Collected data entries:
▽

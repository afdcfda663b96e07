//! FFmpeg progress parsing.

use serde::{Deserialize, Serialize};

/// Keys FFmpeg writes on its `-progress` channel.
pub(crate) const PROGRESS_KEYS: &[&str] = &[
    "frame",
    "fps",
    "bitrate",
    "total_size",
    "out_time_us",
    "out_time_ms",
    "out_time",
    "dup_frames",
    "drop_frames",
    "speed",
    "progress",
];

/// Progress information from FFmpeg.
#[derive(Debug, Clone, Default, Serialize, Deserialize)]
pub struct FfmpegProgress {
    /// Current frame number
    pub frame: u64,
    /// Output time in milliseconds
    pub out_time_ms: i64,
    /// Encoding speed (e.g., 1.5 = 1.5x realtime)
    pub speed: f64,
    /// Whether encoding is complete
    pub is_complete: bool,
}

impl FfmpegProgress {
    /// Calculate progress percentage given total duration in milliseconds.
    pub fn percentage(&self, total_duration_ms: i64) -> f64 {
        if total_duration_ms <= 0 {
            return 0.0;
        }
        ((self.out_time_ms as f64 / total_duration_ms as f64) * 100.0).min(100.0)
    }
}

/// Callback type for progress updates.
pub type ProgressCallback = Box<dyn Fn(FfmpegProgress) + Send + 'static>;

/// Whether a stderr line belongs to the progress channel.
pub(crate) fn is_progress_line(line: &str) -> bool {
    line.split_once('=')
        .map(|(key, _)| PROGRESS_KEYS.contains(&key.trim()) || key.starts_with("stream_"))
        .unwrap_or(false)
}

/// Parse a progress line; returns a snapshot at each `progress=` marker.
pub(crate) fn parse_progress_line(line: &str, current: &mut FfmpegProgress) -> Option<FfmpegProgress> {
    let (key, value) = line.trim().split_once('=')?;

    match key {
        "out_time_us" => {
            if let Ok(us) = value.parse::<i64>() {
                current.out_time_ms = us / 1000;
            }
        }
        "frame" => {
            if let Ok(frame) = value.parse() {
                current.frame = frame;
            }
        }
        "speed" => {
            if let Some(speed) = value.strip_suffix('x').and_then(|s| s.trim().parse().ok()) {
                current.speed = speed;
            }
        }
        "progress" => {
            current.is_complete = value == "end";
            return Some(current.clone());
        }
        _ => {}
    }

    None
}
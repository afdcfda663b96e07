//! Store configuration.

use std::path::PathBuf;

/// Default snapshot location.
pub const DEFAULT_STORE_PATH: &str = "data/jobs.json";

#[derive(Debug, Clone)]
pub struct StoreConfig {
    /// Snapshot file path
    pub path: PathBuf,
}

impl Default for StoreConfig {
    fn default() -> Self {
        Self {
            path: PathBuf::from(DEFAULT_STORE_PATH),
        }
    }
}

impl StoreConfig {
    /// Create config from environment variables.
    pub fn from_env() -> Self {
        Self {
            path: std::env::var("AVM_STORE_PATH")
                .map(PathBuf::from)
                .unwrap_or_else(|_| PathBuf::from(DEFAULT_STORE_PATH)),
        }
    }
}
//! Backend selection, bounded polling and placeholder fallback.

use std::path::{Path, PathBuf};
use std::sync::Arc;

use async_trait::async_trait;
use tracing::{debug, info, warn};

use avm_models::script::truncate_words;
use avm_models::{AvatarProvider, Persona};

use crate::backend::{RenderBackend, RenderRequest, RenderStatus};
use crate::config::AvatarConfig;
use crate::did::DIdBackend;
use crate::error::{AvatarError, AvatarResult};
use crate::heygen::HeyGenBackend;

/// How a clip was obtained.
#[derive(Debug, Clone, Copy, PartialEq, Eq)]
pub enum RenderOutcome {
    Rendered,
    Placeholder,
}

impl RenderOutcome {
    pub fn as_str(&self) -> &'static str {
        match self {
            RenderOutcome::Rendered => "rendered",
            RenderOutcome::Placeholder => "placeholder",
        }
    }
}

#[derive(Debug, Clone, PartialEq, Eq)]
pub struct RenderedClip {
    pub path: PathBuf,
    pub outcome: RenderOutcome,
}

/// Produces one presenter clip for a piece of narration.
#[async_trait]
pub trait AvatarRenderer: Send + Sync {
    /// Render `request` with the backend picked by `provider`.
    ///
    /// Fails only when the render did not succeed and no placeholder clip
    /// exists for the persona.
    async fn render(&self, provider: AvatarProvider, request: &RenderRequest) -> AvatarResult<RenderedClip>;
}

/// [`AvatarRenderer`] over the HeyGen and D-ID backends.
pub struct AvatarSelector {
    heygen: Arc<dyn RenderBackend>,
    did: Arc<dyn RenderBackend>,
    clips_dir: PathBuf,
    placeholder_dir: PathBuf,
}

impl AvatarSelector {
    pub fn new(
        heygen: Arc<dyn RenderBackend>,
        did: Arc<dyn RenderBackend>,
        clips_dir: impl Into<PathBuf>,
        placeholder_dir: impl Into<PathBuf>,
    ) -> Self {
        Self {
            heygen,
            did,
            clips_dir: clips_dir.into(),
            placeholder_dir: placeholder_dir.into(),
        }
    }

    pub fn from_config(config: &AvatarConfig) -> AvatarResult<Self> {
        let heygen = HeyGenBackend::new(
            config.heygen.clone(),
            config.heygen_voice_id.clone(),
            config.heygen_voice_language.clone(),
        )?;
        let did = DIdBackend::new(config.did.clone(), config.did_voice_id.clone())?;

        info!(
            heygen_enabled = config.heygen.is_enabled(),
            did_enabled = config.did.is_enabled(),
            "Avatar backends configured"
        );

        Ok(Self::new(
            Arc::new(heygen),
            Arc::new(did),
            config.clips_dir.clone(),
            config.placeholder_dir.clone(),
        ))
    }

    pub fn backend_for(&self, provider: AvatarProvider) -> &Arc<dyn RenderBackend> {
        match provider {
            AvatarProvider::HeyGen => &self.heygen,
            AvatarProvider::DId => &self.did,
        }
    }

    /// Submit, poll until done or out of attempts, download.
    async fn render_remote(
        &self,
        backend: &dyn RenderBackend,
        request: &RenderRequest,
    ) -> AvatarResult<PathBuf> {
        let name = backend.name();
        if !backend.is_enabled() {
            return Err(AvatarError::Disabled { backend: name });
        }

        let remote_id = backend.submit(request).await?;
        info!(backend = name, remote_id = %remote_id, "Avatar render submitted");

        let policy = backend.poll_policy();
        for attempt in 1..=policy.max_attempts {
            tokio::time::sleep(policy.interval).await;

            match backend.poll(&remote_id).await? {
                RenderStatus::Pending => {
                    debug!(backend = name, attempt, "Avatar render pending");
                }
                RenderStatus::Done { video_url } => {
                    let dest = self.clips_dir.join(format!("{}_{}.mp4", name, remote_id));
                    backend.download(&video_url, &dest).await?;
                    info!(backend = name, path = %dest.display(), "Avatar clip downloaded");
                    return Ok(dest);
                }
                RenderStatus::Failed(message) => {
                    return Err(AvatarError::render_failed(name, message));
                }
            }
        }

        Err(AvatarError::Timeout {
            backend: name,
            attempts: policy.max_attempts,
        })
    }

    async fn placeholder(&self, backend: &'static str, persona: Persona) -> Option<PathBuf> {
        let candidates = [
            self.placeholder_dir.join(format!("{}_{}.mp4", backend, persona)),
            self.placeholder_dir.join(format!("{}.mp4", persona)),
        ];
        for candidate in candidates {
            if is_file(&candidate).await {
                return Some(candidate);
            }
        }
        None
    }
}

async fn is_file(path: &Path) -> bool {
    tokio::fs::metadata(path).await.is_ok_and(|m| m.is_file())
}

fn record_render(backend: &'static str, outcome: &'static str) {
    metrics::counter!(
        "avm_avatar_renders_total",
        "backend" => backend,
        "outcome" => outcome
    )
    .increment(1);
}

#[async_trait]
impl AvatarRenderer for AvatarSelector {
    async fn render(&self, provider: AvatarProvider, request: &RenderRequest) -> AvatarResult<RenderedClip> {
        let backend = self.backend_for(provider).as_ref();
        let name = backend.name();

        let mut request = request.clone();
        request.text = truncate_words(&request.text, backend.word_limit());

        let cause = match self.render_remote(backend, &request).await {
            Ok(path) => {
                record_render(name, RenderOutcome::Rendered.as_str());
                return Ok(RenderedClip {
                    path,
                    outcome: RenderOutcome::Rendered,
                });
            }
            Err(AvatarError::Disabled { .. }) => {
                info!(backend = name, "Backend not configured, using placeholder clip");
                "backend not configured".to_string()
            }
            Err(e) => {
                warn!(backend = name, error = %e, "Avatar render failed, trying placeholder");
                e.to_string()
            }
        };

        match self.placeholder(name, request.persona).await {
            Some(path) => {
                record_render(name, RenderOutcome::Placeholder.as_str());
                Ok(RenderedClip {
                    path,
                    outcome: RenderOutcome::Placeholder,
                })
            }
            None => {
                record_render(name, "failed");
                Err(AvatarError::NoPlaceholder {
                    backend: name,
                    persona: request.persona.to_string(),
                    cause,
                })
            }
        }
    }
}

△

For every line of the records that includes the string "HeyGenBackend", add one to a tally; the answer is that tally alone.

▶ **Solution for this problem**: 2